Climate change is also playing apart, both natural and man made. For instance the north of Chile where some of the plants I am interested in come from is naturally becoming more arid due to climate change and the plants are dying out (evidence suggests that the Atacama may not have had any significant rainfall from 1570 to 1971 so this is not a recent occurrence, the plants rely on being watered by mist from the sea to survive, which is gradually moving further south.) There would therefore be no point in trying to recolonise these areas with plants as the climate would no longer support them unless artificially watered.

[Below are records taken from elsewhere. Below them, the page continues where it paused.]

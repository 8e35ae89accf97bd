//! Entities module - Entità del dominio applicativo
//!
//! Questo modulo contiene tutte le entità (models) che rappresentano i dati persistiti nel database.
//! Ogni entity corrisponde a una tabella definita in `migrations/`.

pub mod enums;
pub mod message;
pub mod sidekiq;
pub mod team;
pub mod thread;
pub mod user;

// Re-exports per facilitare l'import
pub use enums::{MessageRole, TeamRole};
pub use message::Message;
pub use sidekiq::Sidekiq;
pub use team::{Team, TeamMember};
pub use thread::Thread;
pub use user::User;
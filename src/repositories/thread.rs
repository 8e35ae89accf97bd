//! ThreadRepository - Repository per i thread di chat

use super::{Create, Delete, Read, Repository};
use crate::dtos::CreateThreadDTO;
use crate::entities::Thread;
use sqlx::{Error, PgPool};
use tracing::instrument;

const THREAD_COLUMNS: &str = "id, user_id, sidekiq_id, title, created_at, updated_at";

pub struct ThreadRepository {
    connection_pool: PgPool,
}

impl ThreadRepository {
    pub fn new(connection_pool: PgPool) -> Self {
        Self { connection_pool }
    }

    /// Thread dell'utente, dal più recente
    #[instrument(skip(self))]
    pub async fn list_for_user(
        &self,
        user_id: &i32,
        sidekiq_id: Option<&i32>,
    ) -> Result<Vec<Thread>, Error> {
        let query = format!(
            r#"
            SELECT {THREAD_COLUMNS}
            FROM threads
            WHERE user_id = $1 AND ($2::int IS NULL OR sidekiq_id = $2)
            ORDER BY updated_at DESC, id DESC
            "#
        );
        sqlx::query_as::<_, Thread>(&query)
            .bind(user_id)
            .bind(sidekiq_id.copied())
            .fetch_all(&self.connection_pool)
            .await
    }

    #[instrument(skip(self, title))]
    pub async fn rename(&self, id: &i32, title: &str) -> Result<Thread, Error> {
        let query = format!(
            "UPDATE threads SET title = $2, updated_at = NOW() WHERE id = $1 RETURNING {THREAD_COLUMNS}"
        );
        sqlx::query_as::<_, Thread>(&query)
            .bind(id)
            .bind(title)
            .fetch_one(&self.connection_pool)
            .await
    }
}

impl Repository for ThreadRepository {
    type Entity = Thread;
    type Id = i32;
}

impl Create<CreateThreadDTO> for ThreadRepository {
    #[instrument(skip(self, data), fields(user_id = %data.user_id))]
    async fn create(&self, data: &CreateThreadDTO) -> Result<Thread, Error> {
        let query = format!(
            "INSERT INTO threads (user_id, sidekiq_id, title) VALUES ($1, $2, $3) RETURNING {THREAD_COLUMNS}"
        );
        sqlx::query_as::<_, Thread>(&query)
            .bind(data.user_id)
            .bind(data.sidekiq_id)
            .bind(&data.title)
            .fetch_one(&self.connection_pool)
            .await
    }
}

impl Read for ThreadRepository {
    #[instrument(skip(self))]
    async fn read(&self, id: &i32) -> Result<Option<Thread>, Error> {
        let query = format!("SELECT {THREAD_COLUMNS} FROM threads WHERE id = $1");
        sqlx::query_as::<_, Thread>(&query)
            .bind(id)
            .fetch_optional(&self.connection_pool)
            .await
    }
}

impl Delete for ThreadRepository {
    /// I messaggi vengono rimossi da ON DELETE CASCADE
    #[instrument(skip(self))]
    async fn delete(&self, id: &i32) -> Result<bool, Error> {
        let result = sqlx::query("DELETE FROM threads WHERE id = $1")
            .bind(id)
            .execute(&self.connection_pool)
            .await?;

        Ok(result.rows_affected() > 0)
    }
}
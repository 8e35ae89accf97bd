//! Health services - sonda di liveness

use crate::core::{AppError, Context};
use crate::dtos::HealthStatusDTO;
use crate::rpc::{ProcedureDef, query, to_output};
use chrono::Utc;
use serde_json::Value;

pub const PROCEDURES: &[ProcedureDef] = &[query("check")];

/// Sempre `"ok"` con l'istante corrente, nessun effetto collaterale.
/// Non tocca il database: risponde anche se lo store non è raggiungibile.
pub async fn check(_ctx: &Context) -> Result<HealthStatusDTO, AppError> {
    Ok(HealthStatusDTO::ok_at(Utc::now()))
}

pub(crate) async fn dispatch(
    ctx: &Context,
    procedure: &str,
    _input: Option<Value>,
) -> Result<Value, AppError> {
    match procedure {
        "check" => to_output(check(ctx).await?),
        _ => Err(AppError::not_found("No procedure found on path")),
    }
}
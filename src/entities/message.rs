//! Message entity - Entità messaggio

use super::enums::MessageRole;
use chrono::{DateTime, Utc};
use serde::{Deserialize, Serialize};

#[derive(Serialize, Deserialize, Debug, Clone, sqlx::FromRow)]
pub struct Message {
    pub id: i32,
    pub thread_id: i32,
    pub role: MessageRole,
    pub content: String,
    // modello che ha generato la risposta, solo per i messaggi dell'assistente
    pub model: Option<String>,
    pub created_at: DateTime<Utc>,
}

Though we know man is contributing to Global Warming we still cannot be sure how much of it is down to humans and how much is cyclic since it has also happened in past history when man had less impact. The truth is probably somewhere in between. We may be getting a natural cycle of Global Warming, but man may be speeding it up with his contribution, though some claim long term we are in a natural cycle of Global Cooling. The fact is nobody really knows since it may need about 500 years of data to prove it either way, so everybody may be partially right. However that does not stop us taking sensible precautions so as not to add to it more than we need:-

http://www.ldeo.columbia.edu/res/div/ocp/drought/science.shtml

As one of my links earlier said, the last Ice Age removed most of the trees in Britain, but when the Romans came the trees had recolonised most of Britain and the forest was so dense it covered all the UK. Man's lifespan is merely a moment in time of the earths history and who knows what will happen to the Amazon Rain Forest even if man were not here. The earths history indicates it will eventually disappear to be replaced by new flora and fauna as the planets tectonic plates continue their drift. It's simply that with our tiny human life spans we find this hard to comprehend. What is clear though is rapid change is always more destructive than the almost imperceptible change to us humans where plants then have the ability to migrate to similar environments as their old habitat changes.